Under Klimen's co-leadership, 3Scan raised a total of $22 million through two rounds of equity funding from various investors, including Lux Capital and Data Collective.

3Scan was acquired by the laboratory automation firm Strateos in 2019.

=== TEDMED ===
While chief operating officer of 3Scan, Klimen gave a talk about 3Scan technology at TEDMED entitled, "What if computers could map tissue the way they sequence genes?"

=== Filecoin Foundation ===

After 3Scan's acquisition, Klimen became the Founding Director of the Filecoin Foundation, which was created to support other projects contributing to the ecosystem of the decentralized web. As one of the heads of the foundation, she advocates for the use of decentralized storage solutions in scientific research.

==== Views on Scientific Data and Reproducibility ====
Klimen is a vocal advocate for addressing the replication crisis in science. She cites several concerning statistics about the reproducibility of scientific experiments and the prevalence of fabricated or plagiarized research papers:
- A 2016 report in Nature showed that 70% of researchers tried and failed to reproduce another scientist's experiment.
- A 2023 report suggested that 28% of all biomedical papers published in the field are either fabricated or completely plagiarized.
- In a study by Amgen, one of the world's largest biotech companies, they failed to reproduce results from 53 landmark cancer research papers, with only six results being reproducible

==== Advocacy for Decentralized Data Storage ====
Klimen promotes the use of Filecoin, a decentralized storage network, as a solution for scientific data storage and sharing.

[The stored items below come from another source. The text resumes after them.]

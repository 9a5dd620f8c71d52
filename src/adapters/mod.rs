// Adapters layer: concrete implementations for external systems (http, storage)

pub mod http;
pub mod storage;

pub use http::{HttpBasemapSource, HttpJobSource};
pub use storage::LocalStorage;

She argues that this approach can help address issues of data reproducibility, security, and accessibility in scientific research.

Through her work with the Filecoin Foundation, Klimen has been involved in partnerships with various scientific institutions and initiatives to implement decentralized data storage solutions, including projects in genomics, cardiac research, particle physics, and geospatial data analysis.

=== Synergy Strike Force ===
Klimen was a regular visitor to Jalalabad, in Afghanistan, where she worked with other technology workers affiliated with an informal group known as the Synergy Strike Force, using technology to help improve the quality of life for Afghan civilians and training them in the use of peaceful technologies such as computers and wireless internet, including the FabFi network. The group assisted in the FabLab project in Afghanistan.

The funding for the Synergy Strike Force primarily came from DARPA's More Eyes program.

=== BIL Conference ===
Klimen is a co-founder of the BIL Conference, an unconference organized and observed by the participants as an unaffiliated counterpart to TED’s structured, ‘invite-only’ paid conference.